This afternoon, Brazil’s Ministry of Industry, Foreign Trade and Services and Argentina’s Ministry of Production announced a technical cooperation with the Inter-American Development Bank.
The goal is to intensify areas for dialogue between Brazilian and Argentinian governments and private sectors to effectively implement measures to facilitate bilateral trade. The IDB will provide technical assistance to implement a plan of action approved by the participants.
This cooperation agreement evolved from the Memorandum of Understanding signed between Argentina and Brazil this past summer, to establish a partnership on trade facilitation.
This is an important step forward in terms of deepening trade ties in the region and boosting economic activity.

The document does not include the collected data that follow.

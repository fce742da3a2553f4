//! Menutee UI: stacked, controller/keyboard/mouse friendly game menus.
//!
//! # Quick start
//!
//! ```rust,ignore
//! use menutee_ui::prelude::*;
//!
//! let mut scene = MenuScene::new(MenuStackSettings::default(), HostState::new(), input);
//! let pause = scene.create_menu("pause");
//! let ctl = pause.borrow().controller();
//!
//! let config = MenuBuilder::new(true, true)
//!     .add_main_panel(
//!         PanelBuilder::new("main")
//!             .add_widget(ButtonBuilder::new("resume").text("Resume").on_press({
//!                 let ctl = ctl.clone();
//!                 move || ctl.exit_menu()
//!             }))
//!             .add_widget(ButtonBuilder::new("options").text("Options").on_press({
//!                 let ctl = ctl.clone();
//!                 move || ctl.push_panel("options")
//!             })),
//!     )
//!     .add_panel(options_panel(&ctl))
//!     .build()?;
//!
//! MenuGenerator::new().create_menu(&mut pause.borrow_mut(), config);
//! scene.start();
//! loop { /* feed input */ scene.frame(); }
//! ```
//!
//! # Pieces
//!
//! - [`stack::MenuStack`] decides which menu is modal and owns cursor/time/pause state.
//! - [`manager::MenuManager`] is one menu's panel state machine.
//! - [`config`] holds the declarative builders that describe menus, panels and widgets.
//! - [`generator::MenuGenerator`] turns a config tree into live panels and widgets.
//! - [`scene::MenuScene`] drives everything once per host frame.

pub mod attributes;
pub mod config;
pub mod error;
pub mod event;
pub mod factory;
pub mod focus;
pub mod generator;
pub mod hook;
pub mod manager;
pub mod menu;
pub mod navigation;
pub mod palette;
pub mod panel;
pub mod reference;
pub mod scene;
pub mod stack;
pub mod widget;
pub mod widgets;

/// Everything needed to describe and run menus. Import this in game code.
pub mod prelude {
    pub use crate::attributes::MenuAttributes;
    pub use crate::config::{
        ButtonBuilder, DropdownBuilder, MenuBuilder, MenuConfig, MenuSettings, NavigationMode,
        OptionSelectBuilder, PanelBuilder, PanelConfig, PrefabId, SliderBuilder, SupplementalObject,
        TextBuilder, ToggleBuilder, WidgetConfig, WidgetKind,
    };
    pub use crate::error::ConfigError;
    pub use crate::event::{EventResult, UiEvent};
    pub use crate::factory::{DefaultWidgetFactory, PanelContainer, WidgetFactory};
    pub use crate::focus::{ElementId, FocusManager, MoveDirection, NavLinks, Navigation, SharedFocus};
    pub use crate::generator::MenuGenerator;
    pub use crate::hook::{HookHandle, MenuHook};
    pub use crate::manager::{
        DefaultSelectMode, MenuCommand, MenuController, MenuHandle, MenuManager,
        SelectionRestorationMode,
    };
    pub use crate::menu::{Menu, MenuRef};
    pub use crate::navigation::NavigationCtx;
    pub use crate::palette::{PaletteConfig, SelectableState};
    pub use crate::panel::PanelManager;
    pub use crate::reference::ValueRef;
    pub use crate::scene::{MenuScene, SharedInput};
    pub use crate::stack::{MenuStack, MenuStackSettings, SharedStack};
    pub use crate::widget::{Element, Widget};
    pub use crate::widgets::{
        button::Button, dropdown::Dropdown, option_select::OptionSelect, slider::Slider,
        text::Text, toggle::Toggle,
    };

    // Host primitives everyone needs.
    pub use menutee_engine::core::{CursorLockMode, HostControls, HostState};
    pub use menutee_engine::input::{InputDeviceKind, InputSnapshot, MenuInputMediator, ScriptedInput};
    pub use menutee_engine::paint::Color;
}
use menutee_engine::core::CursorLockMode;

/// The global state a menu asks for while it sits on top of the stack.
///
/// A negative `time_scale` means "leave the game clock alone".
#[derive(Debug, Copy, Clone, PartialEq)]
pub struct MenuAttributes {
    pub cursor_lock_mode: CursorLockMode,
    pub cursor_visible: bool,
    pub time_scale: f32,
    pub pause_game: bool,
}

impl MenuAttributes {
    /// Sentinel for [`MenuAttributes::time_scale`] that keeps the current scale.
    pub const KEEP_TIME_SCALE: f32 = -1.0;

    pub fn new(cursor_lock_mode: CursorLockMode, cursor_visible: bool, time_scale: f32, pause_game: bool) -> Self {
        Self { cursor_lock_mode, cursor_visible, time_scale, pause_game }
    }

    /// Free visible cursor, frozen clock, paused game.
    pub fn standard_pause_menu() -> Self {
        Self::new(CursorLockMode::None, true, 0.0, true)
    }

    /// Free visible cursor; game keeps running at its current speed.
    pub fn standard_non_pause_menu() -> Self {
        Self::new(CursorLockMode::None, true, Self::KEEP_TIME_SCALE, false)
    }

    /// Plain gameplay: locked hidden cursor, real-time clock.
    pub fn standard_in_game() -> Self {
        Self::new(CursorLockMode::Locked, false, 1.0, false)
    }

    pub fn cursor_lock_mode(mut self, v: CursorLockMode) -> Self { self.cursor_lock_mode = v; self }
    pub fn cursor_visible(mut self, v: bool) -> Self { self.cursor_visible = v; self }
    pub fn time_scale(mut self, v: f32) -> Self { self.time_scale = v; self }
    pub fn pause_game(mut self, v: bool) -> Self { self.pause_game = v; self }

    /// `true` when applying these attributes writes the game clock.
    #[inline]
    pub fn changes_time_scale(&self) -> bool {
        self.time_scale >= 0.0
    }
}

impl Default for MenuAttributes {
    fn default() -> Self {
        Self::standard_pause_menu()
    }
}

#[cfg(test)]
mod tests {
    use super::*;

    #[test]
    fn pause_preset_freezes_time() {
        let a = MenuAttributes::standard_pause_menu();
        assert!(a.pause_game);
        assert_eq!(a.time_scale, 0.0);
        assert!(a.changes_time_scale());
        assert!(a.cursor_visible);
    }

    #[test]
    fn non_pause_preset_keeps_time() {
        let a = MenuAttributes::standard_non_pause_menu();
        assert!(!a.pause_game);
        assert!(!a.changes_time_scale());
    }

    #[test]
    fn in_game_preset_locks_cursor() {
        let a = MenuAttributes::standard_in_game();
        assert_eq!(a.cursor_lock_mode, CursorLockMode::Locked);
        assert!(!a.cursor_visible);
        assert_eq!(a.time_scale, 1.0);
    }

    #[test]
    fn builder_overrides_fields() {
        let a = MenuAttributes::standard_pause_menu().time_scale(0.5).pause_game(false);
        assert_eq!(a.time_scale, 0.5);
        assert!(!a.pause_game);
    }
}
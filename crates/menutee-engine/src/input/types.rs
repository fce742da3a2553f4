use std::fmt;

/// Keyboard key identifier.
///
/// Only the keys menu bindings care about. Hosts map anything else to
/// `Key::Unknown` with a stable platform code so it can still be bound.
#[derive(Debug, Copy, Clone, Eq, PartialEq, Hash)]
pub enum Key {
    Escape,
    Enter,
    Space,
    Backspace,
    Tab,

    ArrowUp,
    ArrowDown,
    ArrowLeft,
    ArrowRight,

    // WASD and friends for keyboard-only players
    A, D, E, Q, S, W,

    Unknown(u32),
}

#[derive(Debug, Copy, Clone, Eq, PartialEq)]
pub enum KeyState {
    Pressed,
    Released,
}

/// Mouse button identifier.
#[derive(Debug, Copy, Clone, Eq, PartialEq, Hash)]
pub enum MouseButton {
    Left,
    Right,
    Middle,
    Back,
    Forward,
    Other(u16),
}

#[derive(Debug, Copy, Clone, Eq, PartialEq)]
pub enum MouseButtonState {
    Pressed,
    Released,
}

/// Modifier keys state.
///
/// This is stored as booleans rather than bitflags to keep it explicit and stable.
#[derive(Debug, Copy, Clone, Default, Eq, PartialEq)]
pub struct Modifiers {
    pub shift: bool,
    pub ctrl: bool,
    pub alt: bool,
    pub meta: bool,
}

/// Controller button identifier (positional, layout-independent).
#[derive(Debug, Copy, Clone, Eq, PartialEq, Hash)]
pub enum GamepadButton {
    /// Bottom face button (A on Xbox layouts).
    South,
    /// Right face button (B on Xbox layouts).
    East,
    West,
    North,
    Start,
    Select,
    LeftShoulder,
    RightShoulder,
    DPadUp,
    DPadDown,
    DPadLeft,
    DPadRight,
}

/// Which kind of device produced the most recent meaningful input.
///
/// Menus use this to decide whether a panel should pre-select a widget:
/// pointer users click what they want, keyboard/controller users need a
/// starting point for directional navigation.
#[derive(Debug, Copy, Clone, Default, Eq, PartialEq, Hash)]
pub enum InputDeviceKind {
    #[default]
    Unknown,
    Pointer,
    Keyboard,
    Controller,
}

/// Axis identifier for wheel/scroll and stick style inputs.
#[derive(Debug, Copy, Clone, Eq, PartialEq)]
pub enum Axis {
    X,
    Y,
}

/// Mouse wheel delta.
///
/// `Line` corresponds to "scroll lines" style input; `Pixel` is high precision.
#[derive(Debug, Copy, Clone, PartialEq)]
pub enum MouseWheelDelta {
    Line { x: f32, y: f32 },
    Pixel { x: f32, y: f32 },
}

/// Pointer move event in logical pixels.
#[derive(Debug, Copy, Clone, PartialEq)]
pub struct PointerMoveEvent {
    pub x: f32,
    pub y: f32,
}

/// Pointer button event.
///
/// Coordinates are included to make event processing independent from an external
/// "current pointer position" if desired.
#[derive(Debug, Copy, Clone, PartialEq)]
pub struct PointerButtonEvent {
    pub button: MouseButton,
    pub state: MouseButtonState,
    pub x: f32,
    pub y: f32,
    pub modifiers: Modifiers,
}

/// Platform-agnostic input events.
///
/// The host translates window system and controller events into these.
#[derive(Debug, Clone, PartialEq)]
pub enum InputEvent {
    ModifiersChanged(Modifiers),

    Key {
        key: Key,
        state: KeyState,
        modifiers: Modifiers,
        /// Key-repeat events never count as a fresh press.
        repeat: bool,
    },

    PointerMoved(PointerMoveEvent),
    PointerButton(PointerButtonEvent),

    MouseWheel {
        delta: MouseWheelDelta,
        modifiers: Modifiers,
    },

    /// Controller button transition.
    GamepadButton {
        button: GamepadButton,
        state: KeyState,
    },

    /// Left stick position on one axis, in [-1, 1]. `Y` is positive up.
    GamepadAxis {
        axis: Axis,
        value: f32,
    },

    /// Pointer left the window surface.
    PointerLeft,

    /// Window focus change.
    Focused(bool),
}

impl fmt::Display for Key {
    fn fmt(&self, f: &mut fmt::Formatter<'_>) -> fmt::Result {
        write!(f, "{:?}", self)
    }
}use std::cell::RefCell;
use std::rc::Rc;

/// A shared, observable value a widget binds to instead of owning.
///
/// Game code keeps one clone (e.g. its settings struct) and hands another to a
/// Ref-bound widget config. The widget reads its initial value from the
/// reference, writes every user change back into it, and follows external
/// writes on its next refresh. [`ValueRef::version`] increases on every `set`,
/// so readers can tell whether anything changed since they last looked.
pub struct ValueRef<T> {
    inner: Rc<RefCell<Slot<T>>>,
}

struct Slot<T> {
    value: T,
    version: u64,
}

impl<T: Clone> ValueRef<T> {
    pub fn new(value: T) -> Self {
        Self { inner: Rc::new(RefCell::new(Slot { value, version: 0 })) }
    }

    pub fn get(&self) -> T {
        self.inner.borrow().value.clone()
    }

    pub fn set(&self, value: T) {
        let mut slot = self.inner.borrow_mut();
        slot.value = value;
        slot.version += 1;
    }

    pub fn version(&self) -> u64 {
        self.inner.borrow().version
    }

    /// `true` if both handles share one value.
    pub fn ptr_eq(&self, other: &Self) -> bool {
        Rc::ptr_eq(&self.inner, &other.inner)
    }
}

impl<T> Clone for ValueRef<T> {
    fn clone(&self) -> Self {
        Self { inner: self.inner.clone() }
    }
}

impl<T: Clone + std::fmt::Debug> std::fmt::Debug for ValueRef<T> {
    fn fmt(&self, f: &mut std::fmt::Formatter<'_>) -> std::fmt::Result {
        let slot = self.inner.borrow();
        f.debug_struct("ValueRef").field("value", &slot.value).field("version", &slot.version).finish()
    }
}

#[cfg(test)]
mod tests {
    use super::*;

    #[test]
    fn clones_share_the_value() {
        let a = ValueRef::new(0.5_f32);
        let b = a.clone();
        b.set(0.8);
        assert_eq!(a.get(), 0.8);
        assert!(a.ptr_eq(&b));
    }

    #[test]
    fn version_bumps_on_set() {
        let r = ValueRef::new(false);
        assert_eq!(r.version(), 0);
        r.set(true);
        r.set(true);
        assert_eq!(r.version(), 2);
    }
}
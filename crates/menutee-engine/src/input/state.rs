use std::collections::HashSet;

use super::frame::InputFrame;
use super::types::{
    Axis,
    GamepadButton,
    InputDeviceKind,
    InputEvent,
    Key,
    KeyState,
    MouseButton,
    MouseButtonState,
    Modifiers,
    PointerButtonEvent,
    PointerMoveEvent,
};

/// Stick deflection below this does not count as controller activity.
const STICK_ACTIVITY: f32 = 0.1;

/// Current input state for one host window.
///
/// Holds "is down" information, the stick position, the current pointer
/// position and which device kind spoke last. Per-frame transitions are
/// recorded into an `InputFrame`.
#[derive(Debug, Default)]
pub struct InputState {
    /// Current modifier state.
    pub modifiers: Modifiers,

    /// Whether the window is focused.
    pub focused: bool,

    /// Pointer position in logical pixels.
    pub pointer_pos: Option<(f32, f32)>,

    /// Set of currently held keys.
    pub keys_down: HashSet<Key>,

    /// Set of currently held mouse buttons.
    pub buttons_down: HashSet<MouseButton>,

    /// Set of currently held controller buttons.
    pub gamepad_down: HashSet<GamepadButton>,

    /// Left stick position, `y` positive up.
    pub stick: (f32, f32),

    /// Device kind of the most recent meaningful input.
    pub last_device: InputDeviceKind,
}

impl InputState {
    /// Applies a platform-agnostic input event to the current state and writes deltas to `frame`.
    pub fn apply_event(&mut self, frame: &mut InputFrame, ev: InputEvent) {
        match &ev {
            InputEvent::ModifiersChanged(m) => {
                self.modifiers = *m;
            }

            InputEvent::Focused(f) => {
                self.focused = *f;
                if !*f {
                    // On focus loss, clear "down" sets.
                    // Avoids stuck keys/buttons when focus changes mid-press.
                    self.keys_down.clear();
                    self.buttons_down.clear();
                    self.gamepad_down.clear();
                    self.stick = (0.0, 0.0);
                }
            }

            InputEvent::PointerMoved(PointerMoveEvent { x, y }) => {
                self.pointer_pos = Some((*x, *y));
                self.last_device = InputDeviceKind::Pointer;
            }

            InputEvent::PointerLeft => {
                self.pointer_pos = None;
            }

            InputEvent::Key {
                key,
                state,
                modifiers,
                ..
            } => {
                self.modifiers = *modifiers;
                self.last_device = InputDeviceKind::Keyboard;

                match state {
                    KeyState::Pressed => {
                        if self.keys_down.insert(*key) {
                            frame.keys_pressed.insert(*key);
                        }
                    }
                    KeyState::Released => {
                        if self.keys_down.remove(key) {
                            frame.keys_released.insert(*key);
                        }
                    }
                }
            }

            InputEvent::PointerButton(PointerButtonEvent {
                button,
                state,
                x,
                y,
                modifiers,
            }) => {
                self.pointer_pos = Some((*x, *y));
                self.modifiers = *modifiers;
                self.last_device = InputDeviceKind::Pointer;

                match state {
                    MouseButtonState::Pressed => {
                        if self.buttons_down.insert(*button) {
                            frame.buttons_pressed.insert(*button);
                        }
                    }
                    MouseButtonState::Released => {
                        if self.buttons_down.remove(button) {
                            frame.buttons_released.insert(*button);
                        }
                    }
                }
            }

            InputEvent::MouseWheel { modifiers, .. } => {
                self.modifiers = *modifiers;
                self.last_device = InputDeviceKind::Pointer;
            }

            InputEvent::GamepadButton { button, state } => {
                self.last_device = InputDeviceKind::Controller;
                match state {
                    KeyState::Pressed => {
                        if self.gamepad_down.insert(*button) {
                            frame.gamepad_pressed.insert(*button);
                        }
                    }
                    KeyState::Released => {
                        self.gamepad_down.remove(button);
                    }
                }
            }

            InputEvent::GamepadAxis { axis, value } => {
                let value = value.clamp(-1.0, 1.0);
                match axis {
                    Axis::X => self.stick.0 = value,
                    Axis::Y => self.stick.1 = value,
                }
                // Resting sticks drift; only deliberate deflection changes the device.
                if value.abs() > STICK_ACTIVITY {
                    self.last_device = InputDeviceKind::Controller;
                }
            }

        }

        frame.push_event(ev);
    }

    /// Helper queries
    pub fn key_down(&self, key: Key) -> bool {
        self.keys_down.contains(&key)
    }

    pub fn button_down(&self, btn: MouseButton) -> bool {
        self.buttons_down.contains(&btn)
    }

    pub fn gamepad_down(&self, btn: GamepadButton) -> bool {
        self.gamepad_down.contains(&btn)
    }
}

#[cfg(test)]
mod tests {
    use super::*;

    fn key(key: Key, state: KeyState) -> InputEvent {
        InputEvent::Key { key, state, modifiers: Modifiers::default(), repeat: false }
    }

    #[test]
    fn key_press_is_recorded_once_while_held() {
        let mut state = InputState::default();
        let mut frame = InputFrame::default();
        state.apply_event(&mut frame, key(Key::Enter, KeyState::Pressed));
        assert!(frame.keys_pressed.contains(&Key::Enter));

        frame.clear();
        state.apply_event(&mut frame, key(Key::Enter, KeyState::Pressed));
        assert!(frame.keys_pressed.is_empty(), "repeat press while held is not a new press");
        assert!(state.key_down(Key::Enter));
    }

    #[test]
    fn last_device_follows_most_recent_input() {
        let mut state = InputState::default();
        let mut frame = InputFrame::default();
        assert_eq!(state.last_device, InputDeviceKind::Unknown);

        state.apply_event(&mut frame, InputEvent::PointerMoved(PointerMoveEvent { x: 1.0, y: 2.0 }));
        assert_eq!(state.last_device, InputDeviceKind::Pointer);

        state.apply_event(&mut frame, key(Key::ArrowDown, KeyState::Pressed));
        assert_eq!(state.last_device, InputDeviceKind::Keyboard);

        state.apply_event(
            &mut frame,
            InputEvent::GamepadButton { button: GamepadButton::South, state: KeyState::Pressed },
        );
        assert_eq!(state.last_device, InputDeviceKind::Controller);
    }

    #[test]
    fn stick_noise_does_not_claim_the_device() {
        let mut state = InputState::default();
        let mut frame = InputFrame::default();
        state.apply_event(&mut frame, key(Key::A, KeyState::Pressed));
        state.apply_event(&mut frame, InputEvent::GamepadAxis { axis: Axis::X, value: 0.05 });
        assert_eq!(state.last_device, InputDeviceKind::Keyboard);
        assert_eq!(state.stick, (0.05, 0.0));
    }

    #[test]
    fn focus_loss_releases_everything() {
        let mut state = InputState::default();
        let mut frame = InputFrame::default();
        state.apply_event(&mut frame, key(Key::ArrowLeft, KeyState::Pressed));
        state.apply_event(&mut frame, InputEvent::GamepadAxis { axis: Axis::Y, value: 1.0 });
        state.apply_event(&mut frame, InputEvent::Focused(false));
        assert!(state.keys_down.is_empty());
        assert_eq!(state.stick, (0.0, 0.0));
    }
}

Indeed, trade facilitation has been gaining increasing traction among policy makers and trade practitioners throughout Latin America, as a pragmatic and effective way to reduce barriers, improve trade flows and help boost economic performance. The World Trade Organization estimates that if the Trade Facilitation Agreement is implemented it could reduce trade costs by 15% on average. In Latin America alone, trade costs are estimated to be reduced by 10% to 23%.
One of the major selling points of trade facilitation is the fact that it does not require formal negotiations like free trade agreements, which gives governments more flexibility in implementing new trade facilitation initiatives. What’s more, trade facilitation directly targets specific trade barriers, providing an effective tool to improve the efficiency of the existing regulatory trade architecture, address new structural changes in trade, and maintain the momentum of trade liberalization.
Throughout the region countries are making trade facilitation a priority.
For example, the Pacific Alliance (PA) requires that all members make trade documentation available online, simplify customs procedures to expedite the release of goods, and automate procedures. One such initiative is the creation of an interoperable electronic single window (RED VUCE) to carry out all administrative trade procedures. This eliminates the need to physically deliver documentation to multiple offices for approval, thereby improving the end-to-end efficiency and security of supply chains and reducing transit times. In fact, an IDB survey of AEO certified companies found that more than 90% said their supply chain security had improved significantly, and 65% reported a reduction in time and dispatch of physical inspection and dispatch of cargo.
In Central America, SIECA approved the Trade Facilitation Strategy and Regional Competitiveness plan, focused on improved border management. Part of this includes a Central American digital trade platform and border integration measures like early transmission of documents for cargo, only carrying out immigration controls in the country of departure, and the use of electronic system for documentation. In South America, UNASUR has directed their efforts to modernizing border crossings and border management to promote development in the region.
Important work is also being conducted bilaterally.
For example, the most recent Mercosur Summit, the group prioritized defining a joint strategy to improve its participation in trade and cooperation in Latin America and abroad. This includes strengthening dialogue with the PA on issues like trade facilitation, customs cooperation and digital certification. In the same vein, Argentina and Brazil both signed agreements with the United States on trade facilitation, committing themselves to cooperate on regulatory issues, technical capacity building, technical border management in order to reduce the cost of doing business and advance the trade facilitation agenda.
The region should build on this momentum and expand cooperation among countries – especially those countries that are not linked by an FTA – to work towards a regional agenda on trade facilitation that improves existing policies and procedures and encourages coordination among national authorities.
For example, expand the interoperability of single windows systems so that customs authorities can exchange and process information faster. Similarly, countries with AEO programs can mutually recognize companies’ certified status, expanding the opportunities and benefits for participating firms.
Many countries in the region have similar development challenges. These can be addressed more effectively through regional collective action and cooperation. Facilitating trade benefits all trading partners and would provide a much-needed boost to economies throughout the region.